▸ Work to be completed: Lines in the listing below that contain the string "EmptyLevelStack" are to be found and copied.

--- --- ---

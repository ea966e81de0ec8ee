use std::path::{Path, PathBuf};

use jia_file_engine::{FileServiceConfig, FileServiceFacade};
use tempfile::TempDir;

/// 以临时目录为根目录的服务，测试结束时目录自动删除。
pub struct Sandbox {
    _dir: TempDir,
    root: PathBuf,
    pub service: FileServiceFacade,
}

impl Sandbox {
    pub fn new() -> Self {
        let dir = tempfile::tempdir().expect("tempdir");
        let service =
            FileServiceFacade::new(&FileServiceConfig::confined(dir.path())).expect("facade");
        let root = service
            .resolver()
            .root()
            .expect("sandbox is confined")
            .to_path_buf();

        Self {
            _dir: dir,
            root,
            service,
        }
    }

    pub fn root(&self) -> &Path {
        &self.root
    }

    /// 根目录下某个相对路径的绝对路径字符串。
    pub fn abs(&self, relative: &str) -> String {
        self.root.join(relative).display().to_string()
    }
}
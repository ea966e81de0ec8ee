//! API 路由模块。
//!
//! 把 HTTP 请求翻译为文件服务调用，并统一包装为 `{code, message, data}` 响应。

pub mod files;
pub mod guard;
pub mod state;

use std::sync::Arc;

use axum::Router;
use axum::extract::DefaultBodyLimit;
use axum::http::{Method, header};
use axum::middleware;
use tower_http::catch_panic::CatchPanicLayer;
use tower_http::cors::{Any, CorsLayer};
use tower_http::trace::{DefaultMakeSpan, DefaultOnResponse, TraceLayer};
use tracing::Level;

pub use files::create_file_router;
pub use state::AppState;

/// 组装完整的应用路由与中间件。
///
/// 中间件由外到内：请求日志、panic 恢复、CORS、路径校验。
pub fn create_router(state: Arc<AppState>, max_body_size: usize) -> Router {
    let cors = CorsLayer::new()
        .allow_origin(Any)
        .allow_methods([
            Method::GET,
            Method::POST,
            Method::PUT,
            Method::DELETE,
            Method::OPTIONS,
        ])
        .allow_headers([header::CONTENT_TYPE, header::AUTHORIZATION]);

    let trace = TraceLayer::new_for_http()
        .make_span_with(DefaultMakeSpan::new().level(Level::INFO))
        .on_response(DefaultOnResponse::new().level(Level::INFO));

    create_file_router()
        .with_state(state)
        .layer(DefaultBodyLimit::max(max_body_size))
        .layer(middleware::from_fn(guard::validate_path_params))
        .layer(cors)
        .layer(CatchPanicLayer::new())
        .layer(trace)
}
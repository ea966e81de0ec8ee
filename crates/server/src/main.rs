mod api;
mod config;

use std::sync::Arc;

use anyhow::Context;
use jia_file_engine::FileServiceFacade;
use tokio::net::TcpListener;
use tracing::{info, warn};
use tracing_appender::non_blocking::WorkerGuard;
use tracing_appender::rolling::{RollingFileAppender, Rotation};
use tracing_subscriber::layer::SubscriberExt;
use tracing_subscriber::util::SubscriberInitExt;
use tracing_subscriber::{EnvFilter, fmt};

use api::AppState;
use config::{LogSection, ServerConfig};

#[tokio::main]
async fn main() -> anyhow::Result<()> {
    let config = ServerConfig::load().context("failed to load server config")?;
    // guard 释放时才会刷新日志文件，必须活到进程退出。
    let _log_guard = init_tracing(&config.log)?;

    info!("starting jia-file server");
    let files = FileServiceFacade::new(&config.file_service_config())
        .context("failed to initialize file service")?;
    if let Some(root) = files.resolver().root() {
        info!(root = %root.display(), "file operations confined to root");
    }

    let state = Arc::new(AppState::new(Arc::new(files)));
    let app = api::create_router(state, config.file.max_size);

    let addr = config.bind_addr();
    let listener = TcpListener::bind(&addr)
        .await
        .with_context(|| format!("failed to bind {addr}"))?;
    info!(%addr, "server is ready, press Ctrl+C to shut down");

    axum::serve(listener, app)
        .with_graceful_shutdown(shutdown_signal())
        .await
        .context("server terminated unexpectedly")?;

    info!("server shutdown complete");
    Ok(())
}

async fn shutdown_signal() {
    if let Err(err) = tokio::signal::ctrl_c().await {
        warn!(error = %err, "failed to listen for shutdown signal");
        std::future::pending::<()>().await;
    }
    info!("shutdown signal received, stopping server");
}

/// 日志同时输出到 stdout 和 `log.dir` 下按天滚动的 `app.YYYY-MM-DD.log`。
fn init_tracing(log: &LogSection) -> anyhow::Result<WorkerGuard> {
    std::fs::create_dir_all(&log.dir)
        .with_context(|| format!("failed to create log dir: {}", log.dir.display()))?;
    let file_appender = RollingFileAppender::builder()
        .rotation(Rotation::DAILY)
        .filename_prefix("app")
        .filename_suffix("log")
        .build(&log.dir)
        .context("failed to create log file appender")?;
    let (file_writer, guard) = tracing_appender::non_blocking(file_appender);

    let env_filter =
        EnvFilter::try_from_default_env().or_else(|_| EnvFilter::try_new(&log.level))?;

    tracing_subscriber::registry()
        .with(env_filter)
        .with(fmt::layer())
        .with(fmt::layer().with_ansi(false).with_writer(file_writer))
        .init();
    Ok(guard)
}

--- --- ---

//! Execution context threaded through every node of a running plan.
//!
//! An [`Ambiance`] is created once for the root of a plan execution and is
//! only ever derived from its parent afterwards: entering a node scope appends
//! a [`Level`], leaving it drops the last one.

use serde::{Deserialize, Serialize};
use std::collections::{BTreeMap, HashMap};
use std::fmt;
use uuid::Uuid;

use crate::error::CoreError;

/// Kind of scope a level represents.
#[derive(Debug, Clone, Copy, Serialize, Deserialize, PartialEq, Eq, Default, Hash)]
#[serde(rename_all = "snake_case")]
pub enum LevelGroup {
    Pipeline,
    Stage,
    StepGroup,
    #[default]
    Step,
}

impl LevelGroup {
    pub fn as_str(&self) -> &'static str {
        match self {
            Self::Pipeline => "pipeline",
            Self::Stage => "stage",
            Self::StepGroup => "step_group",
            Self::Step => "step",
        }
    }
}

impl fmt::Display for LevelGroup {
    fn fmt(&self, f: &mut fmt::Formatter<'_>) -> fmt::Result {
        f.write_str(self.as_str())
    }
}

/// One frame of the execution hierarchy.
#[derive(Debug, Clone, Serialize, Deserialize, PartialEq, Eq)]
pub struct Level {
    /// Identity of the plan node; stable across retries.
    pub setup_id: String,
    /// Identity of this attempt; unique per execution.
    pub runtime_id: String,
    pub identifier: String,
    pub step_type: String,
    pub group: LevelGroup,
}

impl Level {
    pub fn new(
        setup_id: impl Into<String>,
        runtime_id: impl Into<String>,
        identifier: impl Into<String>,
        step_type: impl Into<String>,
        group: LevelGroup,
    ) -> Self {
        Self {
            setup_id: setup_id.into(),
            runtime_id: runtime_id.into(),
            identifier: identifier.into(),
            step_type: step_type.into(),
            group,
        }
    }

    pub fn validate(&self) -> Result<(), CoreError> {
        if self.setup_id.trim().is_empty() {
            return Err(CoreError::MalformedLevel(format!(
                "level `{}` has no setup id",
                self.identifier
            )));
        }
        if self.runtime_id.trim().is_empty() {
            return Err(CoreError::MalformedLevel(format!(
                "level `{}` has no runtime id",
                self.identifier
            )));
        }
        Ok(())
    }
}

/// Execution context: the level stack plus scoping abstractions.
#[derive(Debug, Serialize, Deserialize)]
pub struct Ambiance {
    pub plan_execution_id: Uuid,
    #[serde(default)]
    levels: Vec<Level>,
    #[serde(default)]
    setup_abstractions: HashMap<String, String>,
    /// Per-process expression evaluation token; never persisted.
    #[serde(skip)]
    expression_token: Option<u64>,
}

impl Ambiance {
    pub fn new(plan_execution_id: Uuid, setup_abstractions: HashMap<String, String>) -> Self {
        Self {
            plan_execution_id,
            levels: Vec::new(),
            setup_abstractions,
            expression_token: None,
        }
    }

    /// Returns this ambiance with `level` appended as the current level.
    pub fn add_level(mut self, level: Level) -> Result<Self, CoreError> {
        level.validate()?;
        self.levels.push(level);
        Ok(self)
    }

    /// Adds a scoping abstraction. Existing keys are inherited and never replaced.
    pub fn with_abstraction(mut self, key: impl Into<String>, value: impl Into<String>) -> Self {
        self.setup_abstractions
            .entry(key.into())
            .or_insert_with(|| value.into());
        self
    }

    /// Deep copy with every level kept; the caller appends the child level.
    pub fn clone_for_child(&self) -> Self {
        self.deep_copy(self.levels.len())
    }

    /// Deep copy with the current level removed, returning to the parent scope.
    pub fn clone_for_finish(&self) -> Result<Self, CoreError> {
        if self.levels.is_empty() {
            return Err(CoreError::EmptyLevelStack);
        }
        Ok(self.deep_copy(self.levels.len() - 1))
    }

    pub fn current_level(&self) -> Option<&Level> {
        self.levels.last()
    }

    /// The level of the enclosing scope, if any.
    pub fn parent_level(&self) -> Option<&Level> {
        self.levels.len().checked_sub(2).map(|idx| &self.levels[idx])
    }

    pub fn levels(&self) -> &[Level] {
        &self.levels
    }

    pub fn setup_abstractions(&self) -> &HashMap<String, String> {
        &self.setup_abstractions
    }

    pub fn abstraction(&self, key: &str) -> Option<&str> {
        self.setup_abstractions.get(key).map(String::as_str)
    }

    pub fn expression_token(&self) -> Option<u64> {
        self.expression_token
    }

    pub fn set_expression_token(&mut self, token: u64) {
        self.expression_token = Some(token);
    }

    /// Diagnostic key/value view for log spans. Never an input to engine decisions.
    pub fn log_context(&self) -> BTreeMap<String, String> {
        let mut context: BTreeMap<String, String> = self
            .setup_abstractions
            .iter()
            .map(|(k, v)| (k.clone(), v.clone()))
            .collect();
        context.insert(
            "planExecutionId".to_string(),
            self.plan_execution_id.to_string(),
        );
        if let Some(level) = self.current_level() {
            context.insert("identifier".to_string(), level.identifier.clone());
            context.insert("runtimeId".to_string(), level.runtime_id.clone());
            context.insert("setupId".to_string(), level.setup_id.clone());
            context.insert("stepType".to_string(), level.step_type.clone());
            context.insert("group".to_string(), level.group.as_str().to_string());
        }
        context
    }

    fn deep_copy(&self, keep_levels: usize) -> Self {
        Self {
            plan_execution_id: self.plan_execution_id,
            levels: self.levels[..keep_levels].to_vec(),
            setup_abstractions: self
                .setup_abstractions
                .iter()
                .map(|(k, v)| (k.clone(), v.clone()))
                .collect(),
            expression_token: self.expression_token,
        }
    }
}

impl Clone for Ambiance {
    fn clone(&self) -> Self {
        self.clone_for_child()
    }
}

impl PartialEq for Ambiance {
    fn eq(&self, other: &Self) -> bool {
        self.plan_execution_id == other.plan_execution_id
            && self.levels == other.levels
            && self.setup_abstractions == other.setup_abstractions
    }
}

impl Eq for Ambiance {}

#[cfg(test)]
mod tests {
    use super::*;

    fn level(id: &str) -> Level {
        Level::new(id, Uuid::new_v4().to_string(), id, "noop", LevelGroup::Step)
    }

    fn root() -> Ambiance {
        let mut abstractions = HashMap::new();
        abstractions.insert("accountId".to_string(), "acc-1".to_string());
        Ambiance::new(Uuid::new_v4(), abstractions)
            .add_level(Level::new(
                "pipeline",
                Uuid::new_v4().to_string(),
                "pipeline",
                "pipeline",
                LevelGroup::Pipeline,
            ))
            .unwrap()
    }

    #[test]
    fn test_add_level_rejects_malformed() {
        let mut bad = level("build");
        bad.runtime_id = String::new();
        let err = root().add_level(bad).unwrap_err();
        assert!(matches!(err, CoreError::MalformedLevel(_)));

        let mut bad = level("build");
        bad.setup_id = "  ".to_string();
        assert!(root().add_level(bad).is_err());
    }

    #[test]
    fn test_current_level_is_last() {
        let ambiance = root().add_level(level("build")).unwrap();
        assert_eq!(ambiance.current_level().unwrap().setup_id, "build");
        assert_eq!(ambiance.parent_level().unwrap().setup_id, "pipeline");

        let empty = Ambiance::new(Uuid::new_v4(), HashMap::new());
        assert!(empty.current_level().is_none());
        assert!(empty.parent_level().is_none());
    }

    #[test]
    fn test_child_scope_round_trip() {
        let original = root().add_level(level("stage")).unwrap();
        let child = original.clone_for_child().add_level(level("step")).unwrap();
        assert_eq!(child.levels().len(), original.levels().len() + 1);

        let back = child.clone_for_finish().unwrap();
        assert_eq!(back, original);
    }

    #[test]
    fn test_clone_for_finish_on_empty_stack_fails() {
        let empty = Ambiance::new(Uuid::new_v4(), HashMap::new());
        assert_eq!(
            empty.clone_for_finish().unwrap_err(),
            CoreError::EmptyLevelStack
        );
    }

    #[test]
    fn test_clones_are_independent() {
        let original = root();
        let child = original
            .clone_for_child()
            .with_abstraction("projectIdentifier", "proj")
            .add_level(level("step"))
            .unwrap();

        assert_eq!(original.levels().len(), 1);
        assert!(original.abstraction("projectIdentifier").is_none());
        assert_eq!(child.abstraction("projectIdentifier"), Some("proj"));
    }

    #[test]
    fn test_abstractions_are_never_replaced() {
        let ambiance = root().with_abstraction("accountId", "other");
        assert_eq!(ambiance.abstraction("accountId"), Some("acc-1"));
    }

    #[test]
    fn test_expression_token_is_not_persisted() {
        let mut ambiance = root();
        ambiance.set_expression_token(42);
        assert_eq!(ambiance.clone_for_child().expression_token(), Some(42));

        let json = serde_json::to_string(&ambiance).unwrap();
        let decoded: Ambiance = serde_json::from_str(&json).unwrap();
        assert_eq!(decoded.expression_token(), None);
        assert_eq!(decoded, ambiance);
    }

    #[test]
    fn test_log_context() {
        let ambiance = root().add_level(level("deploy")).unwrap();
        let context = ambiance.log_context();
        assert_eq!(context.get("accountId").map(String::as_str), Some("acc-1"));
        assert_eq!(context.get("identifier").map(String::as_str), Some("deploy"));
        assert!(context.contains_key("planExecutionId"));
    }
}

--- --- ---

▸ Output of the exercise:
            return Err(CoreError::EmptyLevelStack);
            CoreError::EmptyLevelStack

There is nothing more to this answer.